At the end of the war Artukovic fled from justice in postwar Yugoslavia. He first moved to that part of Austria occupied by the Western Allies, then illegally entered Switzerland, and finally made his way to Ireland. Traveling without a passport and using the false name of Alois Anich, he used an Irish Certificate of Identity to obtain a non-immigrant visitor's visa from the American consul in Dublin. On 16 July 1948 he thus illegally entered the United States as a "temporary visitor for pleasure." When his visa and two extensions expired in April 1949 and his application for permanent residence under the Displaced Persons Act of 1948 was denied, he nonetheless remained in the United States, along with his wife and his foreign-born and American-born children.
Protracted deportation proceedings against Artukovic began in the early 1950s. To summarize briefly, in May 1951 the Immigration and Naturalization Service (INS) ordered him to show cause why he should not be deported.

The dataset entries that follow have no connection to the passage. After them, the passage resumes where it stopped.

//! Shares one physical connection per URL across many logical subscriptions.
//!
//! The registry maps URL → connection entry. Each entry holds the command
//! channel of the connection task, its state watch, and the subscriptions
//! registered on it. The subscription list is mirrored here so a connection
//! task that died (reconnect budget exhausted) can be replaced with every
//! subscription re-sent.
//!
//! Subscribers receive a [`StreamEvent`] stream instead of callbacks.
//!
//! ```text
//! open_subscription ─┐                      ┌─▶ sub A events
//! open_subscription ─┼─▶ registry[url] ─▶ task ─▶ sub B events
//! unsubscribe ───────┘                      └─▶ ...
//! ```

use std::collections::HashMap;
use std::fmt;
use std::sync::Arc;
use std::time::Duration;

use serde_json::Value;
use tokio::sync::{mpsc, watch, Mutex};
use tokio::task::JoinHandle;
use tracing::{debug, info, warn};

use super::connection::{ActiveSubscription, ConnCommand, ConnectionTask};
use super::reconnect::ReconnectPolicy;
use super::transport::Connector;
use crate::error::{FeedError, Result};
use crate::types::ConnectionState;

/// Predicate over a parsed inbound frame.
pub type MessageFilter = Arc<dyn Fn(&Value) -> bool + Send + Sync>;

/// Multiplexer tuning.
#[derive(Debug, Clone)]
pub struct MuxConfig {
    pub reconnect: ReconnectPolicy,
    /// Client keep-alive ping period; `None` disables pings.
    pub ping_interval: Option<Duration>,
    /// How long an explicit close may take before the task is aborted.
    pub close_timeout: Duration,
}

impl Default for MuxConfig {
    fn default() -> Self {
        Self {
            reconnect: ReconnectPolicy::default(),
            ping_interval: None,
            close_timeout: Duration::from_secs(5),
        }
    }
}

/// Everything needed to register one logical subscription.
#[derive(Clone)]
pub struct SubscriptionSpec {
    pub url: String,
    /// Unique per URL.
    pub id: String,
    pub subscribe_message: String,
    /// Sent on unsubscribe if the socket is open.
    pub unsubscribe_message: Option<String>,
    /// Frames this subscription owns.
    pub message_filter: MessageFilter,
    /// Owned frames that are upstream errors.
    pub error_filter: Option<MessageFilter>,
}

impl SubscriptionSpec {
    /// A spec that receives every frame on the URL.
    pub fn new(
        url: impl Into<String>,
        id: impl Into<String>,
        subscribe_message: impl Into<String>,
    ) -> Self {
        Self {
            url: url.into(),
            id: id.into(),
            subscribe_message: subscribe_message.into(),
            unsubscribe_message: None,
            message_filter: Arc::new(|_| true),
            error_filter: None,
        }
    }

    pub fn with_unsubscribe(mut self, message: impl Into<String>) -> Self {
        self.unsubscribe_message = Some(message.into());
        self
    }

    pub fn with_message_filter(
        mut self,
        filter: impl Fn(&Value) -> bool + Send + Sync + 'static,
    ) -> Self {
        self.message_filter = Arc::new(filter);
        self
    }

    pub fn with_error_filter(
        mut self,
        filter: impl Fn(&Value) -> bool + Send + Sync + 'static,
    ) -> Self {
        self.error_filter = Some(Arc::new(filter));
        self
    }
}

impl fmt::Debug for SubscriptionSpec {
    fn fmt(&self, f: &mut fmt::Formatter<'_>) -> fmt::Result {
        f.debug_struct("SubscriptionSpec")
            .field("url", &self.url)
            .field("id", &self.id)
            .field("subscribe_message", &self.subscribe_message)
            .field("unsubscribe_message", &self.unsubscribe_message)
            .field("error_filter", &self.error_filter.is_some())
            .finish_non_exhaustive()
    }
}

/// What a subscription observes.
#[derive(Debug, Clone)]
pub enum StreamEvent {
    /// A frame that passed the message filter and not the error filter.
    Message {
        frame: Arc<Value>,
        received_at_ms: u64,
    },
    /// Upstream error frame, unparseable frame, transport error, or the fatal
    /// [`FeedError::ReconnectExhausted`].
    Error(FeedError),
    /// The socket dropped; a reconnect is scheduled after `delay`.
    Reconnecting { attempt: u32, delay: Duration },
    /// A new socket is up and the subscribe message was re-sent. Upstream
    /// sequence numbers restart from here.
    Resubscribed,
    /// The connection closed and will not reconnect on its own.
    Closed,
}

struct ConnectionEntry {
    cmd_tx: mpsc::UnboundedSender<ConnCommand>,
    state_rx: watch::Receiver<ConnectionState>,
    task: JoinHandle<()>,
    subscriptions: Vec<Arc<ActiveSubscription>>,
}

struct MuxInner {
    connector: Arc<dyn Connector>,
    config: MuxConfig,
    connections: Mutex<HashMap<String, ConnectionEntry>>,
}

/// Registry of shared connections. Cheap to clone.
#[derive(Clone)]
pub struct ConnectionMultiplexer {
    inner: Arc<MuxInner>,
}

impl ConnectionMultiplexer {
    pub fn new(connector: Arc<dyn Connector>, config: MuxConfig) -> Self {
        let inner = MuxInner {
            connector,
            config,
            connections: Mutex::new(HashMap::new()),
        };
        Self {
            inner: Arc::new(inner),
        }
    }

    /// Register a subscription, creating or reviving the URL's connection.
    ///
    /// The subscribe message goes out as soon as the socket is connected.
    /// Fails with [`FeedError::DuplicateSubscription`] if `spec.id` is
    /// already registered on the URL.
    pub async fn open_subscription(
        &self,
        spec: SubscriptionSpec,
    ) -> Result<(SubscriptionHandle, mpsc::UnboundedReceiver<StreamEvent>)> {
        let (events_tx, events_rx) = mpsc::unbounded_channel();
        let sub = Arc::new(ActiveSubscription {
            id: spec.id.clone(),
            subscribe_message: spec.subscribe_message,
            unsubscribe_message: spec.unsubscribe_message,
            message_filter: spec.message_filter,
            error_filter: spec.error_filter,
            events: events_tx,
        });

        let mut connections = self.inner.connections.lock().await;
        match connections.get_mut(&spec.url) {
            Some(entry) => {
                if entry.subscriptions.iter().any(|s| s.id == spec.id) {
                    return Err(FeedError::DuplicateSubscription {
                        url: spec.url,
                        id: spec.id,
                    });
                }
                entry.subscriptions.push(Arc::clone(&sub));
                if entry.cmd_tx.send(ConnCommand::Subscribe(sub)).is_err() {
                    info!("[mux] {}: connection task gone, refreshing", spec.url);
                    self.respawn(&spec.url, entry);
                }
                debug!(
                    "[mux] {}: {} joined ({} total)",
                    spec.url,
                    spec.id,
                    entry.subscriptions.len()
                );
            }
            None => {
                info!("[mux] {}: opening connection for {}", spec.url, spec.id);
                let entry = self.spawn(&spec.url, vec![sub], false);
                connections.insert(spec.url.clone(), entry);
            }
        }
        drop(connections);

        let handle = SubscriptionHandle {
            mux: self.clone(),
            url: spec.url,
            id: spec.id,
        };
        Ok((handle, events_rx))
    }

    /// Remove one subscription. The last one on a URL closes and evicts the
    /// connection.
    async fn remove_subscription(&self, url: &str, id: &str) {
        let task = {
            let mut connections = self.inner.connections.lock().await;
            let Some(entry) = connections.get_mut(url) else {
                return;
            };
            let Some(pos) = entry.subscriptions.iter().position(|s| s.id == id) else {
                return;
            };
            entry.subscriptions.remove(pos);
            let _ = entry.cmd_tx.send(ConnCommand::Unsubscribe(id.to_string()));
            debug!("[mux] {url}: {id} left ({} remaining)", entry.subscriptions.len());
            if !entry.subscriptions.is_empty() {
                return;
            }
            let Some(entry) = connections.remove(url) else {
                return;
            };
            info!("[mux] {url}: last subscription gone, closing connection");
            let _ = entry.cmd_tx.send(ConnCommand::Close);
            entry.task
        };
        self.await_close(url, task).await;
    }

    /// Make sure the URL has a running connection. Reconnects immediately if
    /// it is idle after a server close, and replaces a task that gave up.
    /// Returns `false` if nothing is registered for the URL.
    pub async fn ensure_live(&self, url: &str) -> bool {
        let mut connections = self.inner.connections.lock().await;
        let Some(entry) = connections.get_mut(url) else {
            return false;
        };
        if entry.cmd_tx.send(ConnCommand::Refresh).is_err() {
            info!("[mux] {url}: connection task gone, refreshing");
            self.respawn(url, entry);
        }
        true
    }

    /// Current state of the URL's connection.
    pub async fn state(&self, url: &str) -> Option<ConnectionState> {
        let connections = self.inner.connections.lock().await;
        connections.get(url).map(|e| *e.state_rx.borrow())
    }

    /// Wait until the URL's connection reaches `state`.
    pub async fn wait_for_state(&self, url: &str, state: ConnectionState) -> Result<()> {
        let mut rx = {
            let connections = self.inner.connections.lock().await;
            match connections.get(url) {
                Some(entry) => entry.state_rx.clone(),
                None => return Err(FeedError::Shutdown),
            }
        };
        rx.wait_for(|s| *s == state).await.map(|_| ()).map_err(|_| FeedError::Shutdown)
    }

    pub async fn connection_count(&self) -> usize {
        self.inner.connections.lock().await.len()
    }

    pub async fn subscription_count(&self, url: &str) -> usize {
        let connections = self.inner.connections.lock().await;
        connections.get(url).map_or(0, |e| e.subscriptions.len())
    }

    /// Close every connection and wait for the tasks to finish. Remaining
    /// subscriptions receive [`StreamEvent::Closed`].
    pub async fn shutdown(&self) {
        let entries: Vec<(String, ConnectionEntry)> = {
            let mut connections = self.inner.connections.lock().await;
            connections.drain().collect()
        };
        info!("[mux] shutting down {} connections", entries.len());
        for (url, entry) in entries {
            let _ = entry.cmd_tx.send(ConnCommand::Close);
            self.await_close(&url, entry.task).await;
        }
    }

    fn spawn(
        &self,
        url: &str,
        subscriptions: Vec<Arc<ActiveSubscription>>,
        resubscribing: bool,
    ) -> ConnectionEntry {
        let (cmd_tx, cmd_rx) = mpsc::unbounded_channel();
        let (state_tx, state_rx) = watch::channel(ConnectionState::Disconnected);
        for sub in &subscriptions {
            let _ = cmd_tx.send(ConnCommand::Subscribe(Arc::clone(sub)));
        }
        let task = ConnectionTask::new(
            url.to_string(),
            Arc::clone(&self.inner.connector),
            self.inner.config.clone(),
            cmd_rx,
            state_tx,
        );
        let task = tokio::spawn(task.run(resubscribing));
        ConnectionEntry {
            cmd_tx,
            state_rx,
            task,
            subscriptions,
        }
    }

    /// Replace a finished connection task, keeping the registered
    /// subscriptions.
    fn respawn(&self, url: &str, entry: &mut ConnectionEntry) {
        let subscriptions = std::mem::take(&mut entry.subscriptions);
        *entry = self.spawn(url, subscriptions, true);
    }

    async fn await_close(&self, url: &str, task: JoinHandle<()>) {
        let abort = task.abort_handle();
        match tokio::time::timeout(self.inner.config.close_timeout, task).await {
            Ok(Ok(())) => {}
            Ok(Err(e)) => warn!("[mux] {url}: connection task failed: {e}"),
            Err(_) => {
                warn!("[mux] {url}: close timed out, aborting");
                abort.abort();
            }
        }
    }
}

/// Owner token for one registered subscription.
///
/// Dropping the handle does not unsubscribe; call
/// [`unsubscribe`](Self::unsubscribe).
#[derive(Debug)]
pub struct SubscriptionHandle {
    mux: ConnectionMultiplexer,
    url: String,
    id: String,
}

impl SubscriptionHandle {
    pub fn url(&self) -> &str {
        &self.url
    }

    pub fn id(&self) -> &str {
        &self.id
    }

    /// Detach from the connection, sending the unsubscribe message if the
    /// socket is open.
    pub async fn unsubscribe(self) {
        self.mux.remove_subscription(&self.url, &self.id).await;
    }
}

impl fmt::Debug for ConnectionMultiplexer {
    fn fmt(&self, f: &mut fmt::Formatter<'_>) -> fmt::Result {
        f.debug_struct("ConnectionMultiplexer").finish_non_exhaustive()
    }
}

In June 1952 an immigration hearing officer ordered him deported on the grounds that he had overstayed his visitor's visa and had entered the country illegally without valid passport or entry documents. He sought a suspension of this order from the Board of Immigration Appeals (BIA) on the grounds that his deportation would impose economic hardships on the daughter born during his illegal sojourn in the United States. In April 1953 the BIA upheld the deportation order in an opinion citing his prewar role in the "extremist, nationalist Ustasha," his arrest in connection with the assassination of King Alexander I of Yugoslavia in 1934, and his prominent role in the wartime Croatian "administration ... solely responsible for the conditions that existed in the concentration camps of Croatia, for massacres of Serbs, Jews and Moslems, and for the promulgation of laws setting up a government following the pattern of a dictator state." The BIA found it "difficult ... to think of any one man other than [the head of the Ustasha and chief of state Ante] Pavelic who could have been more responsible for the events occurring in Croatia during the period than was [Artukovic]."
Artukovic continued to reside in the United States. Yugoslavia did attempt to extradite him "for murder and participation in murder" but, as we shall see, Artukovic avoided extradition because the evidence presented by a communist state did not convince an American judge, and the INS did not move to deport him while extradition proceedings were pending. Further, in 1956 the INS notified Artukovic of his right to seek a suspension of deportation as authorized by the Immigration and Nationality Act (INA) if he feared "physical persecution" were he to be returned to Yugoslavia. He did so. In May 1959 an INS Special Inquiry Officer [now called an immigration judge] found that Artukovic's fears of physical persecution if he were returned to Yugoslavia were well founded and suspended his deportation "subject to revocation at any time." Throughout the 1960s and into the early 1970s, Artukovic continued to live in California with his family, undisturbed by threats of expulsion. Even Yugoslavia, which had vigorously pursued his extradition in the 1950s, gave up. But the waning of anticommunism and the growing concern about Nazi criminals made Artukovic's expulsion a more realistic prospect in the late 1970s...
On 16 October 1979 the Government, represented by the OSI, brought action in immigration court to revoke the 1959 stay of deportation. The immigration court held that it had no jurisdiction and that authority to act resided with the Board of Immigration Appeals. In the spring of 1981 the BIA revoked Artukovic's stay of deportation and once again ordered his deportation. Appealing this decision to the U.S. Court of Appeals for the Ninth Circuit, Artukovic again succeeded in preventing deportation. The court of appeals ruled that the Government could not simply revoke the suspension of the outstanding deportation order; instead it would have to prove again that Artukovic had assisted the Nazi persecutions and was therefore deportable...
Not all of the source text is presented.